Remembering it as she did so. How she’d slapped the man’s hand from her waist at the bar in White Rapids and how his friends had laughed. He was a cattle drover with pay, he’d told her with a grin, and he’d been alone with men for four months. Coulton was scowling from their table as if the attention were her own doing and that had made her angriest of all. When the drover reached for her hips again she had set her feet as Allan Pinkerton had taught her to do and had leaned her muscled shoulders in and punched the bastard hard in the face and felt something give under the force of it and then the drover’s legs collapsed out from under him and he was down. The bar went quiet, men looked away, the bar started up again. Coulton had done nothing.

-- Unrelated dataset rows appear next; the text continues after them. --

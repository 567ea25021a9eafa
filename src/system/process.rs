use std::collections::HashMap;

/// One live process as read from the kernel on a single tick.
#[derive(Clone, Debug, PartialEq, Eq)]
pub struct ProcessRecord {
    pub pid: u32,
    pub user: String,
    pub command: String,
    /// User-mode jiffies.
    pub utime: u64,
    /// Kernel-mode jiffies.
    pub stime: u64,
    pub rss_kib: u64,
}

impl ProcessRecord {
    pub fn total_time(&self) -> u64 {
        self.utime.saturating_add(self.stime)
    }
}

/// Last-tick records keyed by pid.
pub type ProcessMap = HashMap<u32, ProcessRecord>;

/// A process record with the percentages derived for the current tick.
#[derive(Clone, Debug, PartialEq)]
pub struct ProcessRow {
    pub pid: u32,
    pub user: String,
    pub command: String,
    pub rss_kib: u64,
    pub cpu_percent: f64,
    pub mem_percent: f64,
}

impl ProcessRow {
    pub fn from_record(record: &ProcessRecord, cpu_percent: f64, mem_percent: f64) -> Self {
        ProcessRow {
            pid: record.pid,
            user: record.user.clone(),
            command: record.command.clone(),
            rss_kib: record.rss_kib,
            cpu_percent,
            mem_percent,
        }
    }
}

The boy sat with his knuckles interlaced, his hands crushed in his lap. Then he held both palms up in front of her, as if he wished to show her something.

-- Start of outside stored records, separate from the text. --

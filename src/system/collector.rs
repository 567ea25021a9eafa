use std::io;

use thiserror::Error;

use super::parse::{
    ParseError, parse_cmdline, parse_cpu_line, parse_meminfo, parse_stat, parse_status_uid,
    rss_kib,
};
use super::process::ProcessRecord;
use super::snapshot::{CpuSnapshot, MemInfo};
use super::source::ProcSource;

/// Why a single process was left out of a tick.
#[derive(Debug, Error)]
pub enum SampleError {
    #[error("failed to read process files: {0}")]
    Io(#[from] io::Error),
    #[error(transparent)]
    Parse(#[from] ParseError),
}

/// Everything read from the kernel for one tick.
#[derive(Debug, Clone, Default)]
pub struct Sample {
    /// `None` when `/proc/stat` could not be read or parsed.
    pub cpu: Option<CpuSnapshot>,
    pub memory: MemInfo,
    pub processes: Vec<ProcessRecord>,
}

pub struct Collector<S> {
    source: S,
    memory_total: u64,
}

impl<S: ProcSource> Collector<S> {
    /// Captures `MemTotal` once; it does not change while the system runs.
    pub fn new(source: S) -> Self {
        let memory_total = read_memory(&source).total.unwrap_or(0);
        Collector {
            source,
            memory_total,
        }
    }

    pub fn memory_total(&self) -> u64 {
        self.memory_total
    }

    pub fn read_cpu(&self) -> Option<CpuSnapshot> {
        let line = self.source.read_aggregate_cpu_line().ok()?;
        parse_cpu_line(&line).ok()
    }

    pub fn read_memory(&self) -> MemInfo {
        read_memory(&self.source)
    }

    pub fn sample(&self) -> Sample {
        #[cfg(feature = "perf-tracing")]
        let _sample_span = tracing::debug_span!("collector.sample").entered();

        Sample {
            cpu: self.read_cpu(),
            memory: self.read_memory(),
            processes: self.scan_processes(),
        }
    }

    /// Reads every live process, silently dropping those that vanish or
    /// cannot be parsed.
    pub fn scan_processes(&self) -> Vec<ProcessRecord> {
        let Ok(pids) = self.source.list_process_ids() else {
            return Vec::new();
        };

        let mut processes = Vec::with_capacity(pids.len());
        for pid in pids {
            match self.read_process(pid) {
                Ok(record) => processes.push(record),
                Err(_err) => {
                    #[cfg(feature = "perf-tracing")]
                    tracing::debug!(pid, error = %_err, "dropping process from tick");
                }
            }
        }
        processes
    }

    pub fn read_process(&self, pid: u32) -> Result<ProcessRecord, SampleError> {
        let files = self.source.read_process_files(pid)?;
        let stat = parse_stat(&files.stat)?;
        let uid = parse_status_uid(&files.status)?;

        let command = match parse_cmdline(&files.cmdline) {
            Some(command) => command,
            None => self.source.read_comm(pid).unwrap_or(stat.comm),
        };

        Ok(ProcessRecord {
            pid,
            user: self.source.user_name(uid),
            command,
            utime: stat.utime,
            stime: stat.stime,
            rss_kib: rss_kib(stat.rss_pages, self.source.page_size()),
        })
    }
}

fn read_memory<S: ProcSource>(source: &S) -> MemInfo {
    source
        .read_memory_summary()
        .ok()
        .and_then(|content| parse_meminfo(&content).ok())
        .unwrap_or_default()
}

“What’re you doing?” she asked.
Very slowly he began to untie her boot, slip it off, roll up the leg of her trousers. She let him do this. When her injured knee was visible he looked at her with a question in his eyes and then he pressed both palms against it. He did so with gentleness. She felt a heat in his hands and it felt good. The warmth traveled the length of her thigh, aching. Then the heat got worse. Her knee got hotter and hotter and she looked at the boy. His eyes were closed. He was shining.
It was that same bright blue shining, his skin sigiling with veins of light. She stared. She could see through to the veins, the shadowy bones in his skull and hands. The wet grass and the outlines of the statue were blue in the glow. And then the heat in her knee grew very intense, and the pain sharpened, and she could not help herself, and she cried out and pulled away. The burning faded. The light in the boy went out.